Right now my house is tidy. Orchids are blooming. The dishes are clean and put away, laundry too. Bed-sheets are clean, bathroom too. The futon maintains an erect posture, no slouching: ready for visitors. All vacuumed, dusted, scoured, and polished. Small but tidy. Perfectly controlled temperature and humidity. 

When summer comes my house will be disordered and dusty. 

When summer comes my gardens will be glorious with color, texture, and light. There will be orderly rows. Morning glories will twine and bloom up the fence. The cedars will burst with green. Raspberries will be an uncontainable jungle of juicy red petit bouches. There will be kale, carrots, and green beans. 

Inside my house it will be hot and humid. There will be dust bunnies in the corners. Stuff will pile up: mail, notes to self, grocery lists, and intended gifts. Laundry baskets will overflow. Dirty dishes too. Houseplants will wilt. I'll finally notice, but mostly I'll be outside. I'll be weeding, watering, and wandering. I'll replant, rearrange, and rest. I'll be at the beach, holding my grandson, and exploring. Well, also teaching full-time. But just full-time, no extras. Well, just a few extras. 

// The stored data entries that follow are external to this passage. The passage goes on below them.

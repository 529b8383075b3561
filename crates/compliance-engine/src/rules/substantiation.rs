use shared_types::{Finding, RuleType, Severity};

use crate::catalog::SubstantiationRules;
use crate::patterns::find_pattern_context;

/// Check for claims that cannot be substantiated or need supporting evidence
pub fn check_substantiation(text: &str, rules: &SubstantiationRules) -> Vec<Finding> {
    let mut findings = Vec::new();

    for pattern in &rules.unsubstantiated_claims {
        if pattern.is_match(text) {
            findings.push(Finding {
                rule_type: RuleType::Substantiation,
                severity: Severity::High,
                description: format!("Unsubstantiated claim detected: {}", pattern.source()),
                location: Some(find_pattern_context(text, pattern)),
                suggestion: "Remove unsubstantiated claims or provide proper evidence and \
                             disclaimers"
                    .to_string(),
            });
        }
    }

    for pattern in &rules.requires_evidence {
        if pattern.is_match(text) {
            findings.push(Finding {
                rule_type: RuleType::Substantiation,
                severity: Severity::Medium,
                description: format!("Claim requiring substantiation: {}", pattern.source()),
                location: Some(find_pattern_context(text, pattern)),
                suggestion: "Provide evidence source, date, and methodology for this \
                             ranking/award claim"
                    .to_string(),
            });
        }
    }

    findings
}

When summer comes I'll be a grandmother and a gardener. 

Saturday, March 15, 2014

twinkie whoopie pie

You know how when you were a kid, Twinkies tasted so good? Then you grow up and eat them again and they're horrible. Tasteless chemical nothingness.

Well today I had a whoopie pie that was as good as my memory of childhood Twinkies. A student brought a box of whoopie pies from a bakery, which bakery I do not know. That's probably a good thing. Anyway, the cake was moist dense delicious vanilla maybe with a touch of banana. The filling was fluffy white cream, not too sweet, not too much of it. 

Monday, March 10, 2014

little pond

Last night I went down to the basement to get some curtains.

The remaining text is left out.